16. The method of claim 15, wherein the one or more predicted performance indicators are obtained in accordance with one or more of a physical location of the plurality of cells, one or more beams used by the plurality of cells, an azimuth associated with the plurality of cells, a distribution of one or more frequency layers across the plurality of cells, one or more carrier frequencies used by the plurality of cells, one or more transmission bandwidths used by the plurality of cells, one or more transmission powers used by the plurality of cells, a carrier aggregation associated with the plurality of cells, one or more priorities associated with the plurality of cells, a quantity of radio resource control users associated with the plurality of cells, a quantity of radio resource control scheduled users associated with the plurality of cells, a quantity of physical resource blocks utilized by the plurality of cells, a quantity of user equipments (UEs) served by the plurality of cells, a volume of traffic associated with the plurality of cells, an average throughput of the plurality of cells, or any combination thereof.

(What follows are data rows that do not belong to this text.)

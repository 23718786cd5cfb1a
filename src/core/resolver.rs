//! Follows compiler-generated forwarding stubs to the real body of a method.
//!
//! il2cpp method pointers frequently point at small thunks (register loads followed by an
//! indirect jump, `this` adjustments, push/ret pairs) rather than at the function itself.
//! Hooking a thunk only intercepts callers that go through that particular thunk, so every
//! address is walked forward until no recognized forwarding idiom remains.

use std::fmt;

use iced_x86::{Decoder, DecoderOptions, Instruction, Mnemonic, OpKind, Register};
use serde::{Deserialize, Serialize};

use super::{memory::CodeMemory, Error};

#[derive(Debug, Clone, Copy, PartialEq, Eq)]
pub enum TrampolinePattern {
    MovImm64JmpRax,
    JmpImmediate,
    JmpRipRelative,
    PushImmRet
}

impl fmt::Display for TrampolinePattern {
    fn fmt(&self, f: &mut fmt::Formatter<'_>) -> fmt::Result {
        f.write_str(match self {
            TrampolinePattern::MovImm64JmpRax => "mov rax, imm64; jmp rax",
            TrampolinePattern::JmpImmediate => "jmp imm",
            TrampolinePattern::JmpRipRelative => "jmp [rip+disp32]",
            TrampolinePattern::PushImmRet => "push imm; ret"
        })
    }
}

#[derive(Debug, Clone, Copy, PartialEq, Eq, Deserialize, Serialize)]
#[serde(default)]
pub struct ResolverConfig {
    /// Stubs followed before giving up and returning the last address reached.
    pub max_hops: usize,
    /// Instructions decoded per stub.
    pub max_instructions: usize,
    /// Bytes made available to the decoder per stub.
    pub scan_window: usize,
    /// Offset accepted in `add <this>, imm` adjustor thunks.
    pub this_adjustment: u64,
    #[serde(skip)]
    pub bitness: u32,
    #[serde(skip)]
    pub this_register: Register
}

impl Default for ResolverConfig {
    fn default() -> Self {
        ResolverConfig {
            max_hops: 6,
            max_instructions: 16,
            scan_window: 256,
            this_adjustment: 0x10,
            bitness: usize::BITS,
            this_register: default_this_register()
        }
    }
}

fn default_this_register() -> Register {
    if cfg!(target_pointer_width = "32") {
        Register::ECX
    }
    else if cfg!(target_os = "windows") {
        Register::RCX
    }
    else {
        Register::RDI
    }
}

/// Outcome of walking a method pointer.
#[derive(Debug, Clone, PartialEq, Eq)]
pub struct Resolution {
    pub original: usize,
    pub address: usize,
    pub patterns: Vec<TrampolinePattern>
}

impl Resolution {
    pub fn is_forwarded(&self) -> bool {
        !self.patterns.is_empty()
    }
}

impl fmt::Display for Resolution {
    fn fmt(&self, f: &mut fmt::Formatter<'_>) -> fmt::Result {
        if self.patterns.is_empty() {
            return write!(f, "{:#x} (no forwarding)", self.address);
        }

        write!(f, "{:#x} -> {:#x} via ", self.original, self.address)?;
        for (i, pattern) in self.patterns.iter().enumerate() {
            if i != 0 {
                f.write_str(" -> ")?;
            }
            write!(f, "{}", pattern)?;
        }
        Ok(())
    }
}

pub struct MethodResolver<'a, M: CodeMemory> {
    memory: &'a M,
    config: ResolverConfig
}

impl<'a, M: CodeMemory> MethodResolver<'a, M> {
    pub fn new(memory: &'a M) -> Self {
        Self::with_config(memory, ResolverConfig::default())
    }

    pub fn with_config(memory: &'a M, config: ResolverConfig) -> Self {
        MethodResolver { memory, config }
    }

    pub fn config(&self) -> &ResolverConfig {
        &self.config
    }

    /// Returns the address of the body `start` eventually forwards to, or `start` itself when
    /// it is not a recognized stub. Only a null or unreadable `start` is an error.
    pub fn resolve(&self, start: usize) -> Result<Resolution, Error> {
        if start == 0 || self.memory.read(start, 1).is_none() {
            return Err(Error::InvalidAddress(start));
        }

        let mut address = start;
        let mut patterns = Vec::new();

        for _ in 0..self.config.max_hops {
            let Some((target, pattern)) = self.follow(address) else {
                break;
            };

            debug!("MethodResolver: {:#x} -> {:#x} ({})", address, target, pattern);
            patterns.push(pattern);
            address = target;
        }

        let resolution = Resolution {
            original: start,
            address,
            patterns
        };
        info!("MethodResolver: resolved {}", resolution);

        Ok(resolution)
    }

    /// Decodes a single stub and returns where it forwards to.
    fn follow(&self, address: usize) -> Option<(usize, TrampolinePattern)> {
        let Some(code) = self.memory.read(address, self.config.scan_window) else {
            warn!("MethodResolver: {:#x} is not readable", address);
            return None;
        };

        let mut decoder = Decoder::with_ip(self.config.bitness, code, address as u64, DecoderOptions::NONE);
        let mut instr = Instruction::default();
        let mut mov_rax_imm = 0u64;

        for _ in 0..self.config.max_instructions {
            if !decoder.can_decode() {
                return None;
            }
            decoder.decode_out(&mut instr);

            match instr.mnemonic() {
                Mnemonic::Int3 => return None,

                Mnemonic::Add => {
                    if self.is_this_adjustment(&instr) {
                        continue;
                    }
                    return None;
                }

                Mnemonic::Mov if instr.op0_register() == Register::RAX && instr.op1_kind() == OpKind::Immediate64 => {
                    mov_rax_imm = instr.immediate64();
                }

                Mnemonic::Jmp => return self.jump_target(&instr, mov_rax_imm),

                Mnemonic::Push => {
                    let imm = match instr.op0_kind() {
                        OpKind::Immediate64 => instr.immediate64(),
                        OpKind::Immediate32 | OpKind::Immediate32to64 => instr.immediate32() as u64,
                        _ => return None
                    };

                    if !decoder.can_decode() {
                        return None;
                    }
                    let next = decoder.decode();
                    if next.mnemonic() == Mnemonic::Ret && imm != 0 {
                        return Some((imm as usize, TrampolinePattern::PushImmRet));
                    }
                    return None;
                }

                _ => return None
            }
        }

        None
    }

    fn is_this_adjustment(&self, instr: &Instruction) -> bool {
        instr.op0_kind() == OpKind::Register &&
        instr.op0_register() == self.config.this_register &&
        matches!(instr.op1_kind(), OpKind::Immediate8to32 | OpKind::Immediate8to64 | OpKind::Immediate32 | OpKind::Immediate32to64) &&
        instr.immediate(1) == self.config.this_adjustment
    }

    fn jump_target(&self, instr: &Instruction, mov_rax_imm: u64) -> Option<(usize, TrampolinePattern)> {
        match instr.op0_kind() {
            OpKind::Register if instr.op0_register() == Register::RAX && mov_rax_imm != 0 => {
                Some((mov_rax_imm as usize, TrampolinePattern::MovImm64JmpRax))
            }

            OpKind::NearBranch16 | OpKind::NearBranch32 | OpKind::NearBranch64 => {
                Some((instr.near_branch_target() as usize, TrampolinePattern::JmpImmediate))
            }

            OpKind::FarBranch16 => Some((instr.far_branch16() as usize, TrampolinePattern::JmpImmediate)),
            OpKind::FarBranch32 => Some((instr.far_branch32() as usize, TrampolinePattern::JmpImmediate)),

            OpKind::Memory if instr.is_ip_rel_memory_operand() => {
                let slot = instr.ip_rel_memory_address() as usize;
                match self.memory.read_usize(slot) {
                    Some(target) if target != 0 => Some((target, TrampolinePattern::JmpRipRelative)),
                    _ => {
                        warn!("MethodResolver: jump slot {:#x} is not readable", slot);
                        None
                    }
                }
            }

            _ => None
        }
    }
}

17. The method of claim 15, wherein the one or more predicted performance indicators are obtained using a machine learning (ML) model, and wherein the ML model is trained based at least in part on the one or more observed performance indicators.
18. The method of claim 11, wherein outputting the instruction to activate or deactivate the one or more cells of the plurality of cells comprises:
outputting a first instruction to deactivate the one or more cells at a first time; and
outputting a second instruction to activate the one or more cells at a second time, wherein the first time and the second time are in accordance with the one or more predicted performance indicators.
19. The method of claim 18, wherein the first time and the second time are associated with a first threshold load of the plurality of cells and a second threshold load of the plurality of cells.
20. The method of claim 11, wherein the one or more cells are associated with a first frequency layer, the one or more predicted performance indicators are associated with one or more second frequency layers, and the instruction to activate or deactivate the one or more cells of the plurality of cells in accordance with the one or more predicted performance indicators includes an instruction to deactivate the one or more cells.